Did you ever have one of those days? A night of your soul so dark that you couldn't see around the next curve? An inner critic shouting so loudly about your faults that you lost the energy to shout back the truths you know to the bottom of your heart? A mire so thick you couldn't even lift a foot to step out of it? Some More added to the Too Much you already had to do (never mind about the Want-To-Dos)?
If you've had one of those, I hope you've also had the day that sometimes comes after.
The day when the PD you dragged your feet to gave the the exact tool you needed to move in a positive direction with behaviors in your classroom.
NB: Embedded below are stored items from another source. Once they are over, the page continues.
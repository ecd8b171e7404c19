//! Application state shared across all handlers.

use std::sync::Arc;

use stockhold_auth::ProxySignatureVerifier;
use stockhold_core::config::AppConfig;
use stockhold_service::ReservationManager;
use stockhold_store::StoreManager;

/// Application state containing all shared dependencies.
///
/// Passed to every Axum handler via `State<AppState>`.
/// All fields are `Arc`-wrapped for cheap cloning across tasks.
#[derive(Debug, Clone)]
pub struct AppState {
    /// Application configuration
    pub config: Arc<AppConfig>,
    /// Key-value store manager (Redis or in-memory)
    pub store: Arc<StoreManager>,
    /// App-proxy signature verifier
    pub signature: Arc<ProxySignatureVerifier>,
    /// Reservation protocol manager
    pub reservations: Arc<ReservationManager>,
}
The day when your students got ridiculously pumped about learning exponents (and even tricked you into teaching them about negative exponents...because they were curious and totally could understand how they work).
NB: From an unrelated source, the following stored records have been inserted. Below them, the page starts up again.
//! # stockhold-auth
//!
//! Inbound request authentication for Stockhold. The storefront reaches
//! this service through an app proxy that signs every request with a
//! shared secret; this crate verifies those signatures.

pub mod signature;

pub use signature::ProxySignatureVerifier;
The day when the visitors came to your classroom and everything went as smooth as silk.
The day when the gigantic atlases were discovered. (They were donated to the classroom by a superhero public librarian who couldn't stand the thought of them being thrown out in the course of the shelf-weeding that was happening at his branch.) Not only was it a joy to see kids poring over maps of here and there, one student came staggering up to me with a book half her size and showed me the negative and positive exponents she'd found in an article on the formation of the universe. What we just learned that morning! Right there in real life! And then later, she lugged it up again and said, "I think I just found out how stars were formed!" You can't assign kids to tackle nonfiction reading that dense and difficult. They have to want to know. And when you realize that you've planted the seeds for that curiosity...Boom.
The day when your sentence observation and word observation come from a song you can sing together: "Accentuate the Positive," the 1944 version sung by Bing Crosby.
The day that ended with a student coming up and asking you, "Is there something nice that you could do for yourself after school, because I noticed that you met your goal of smiling more."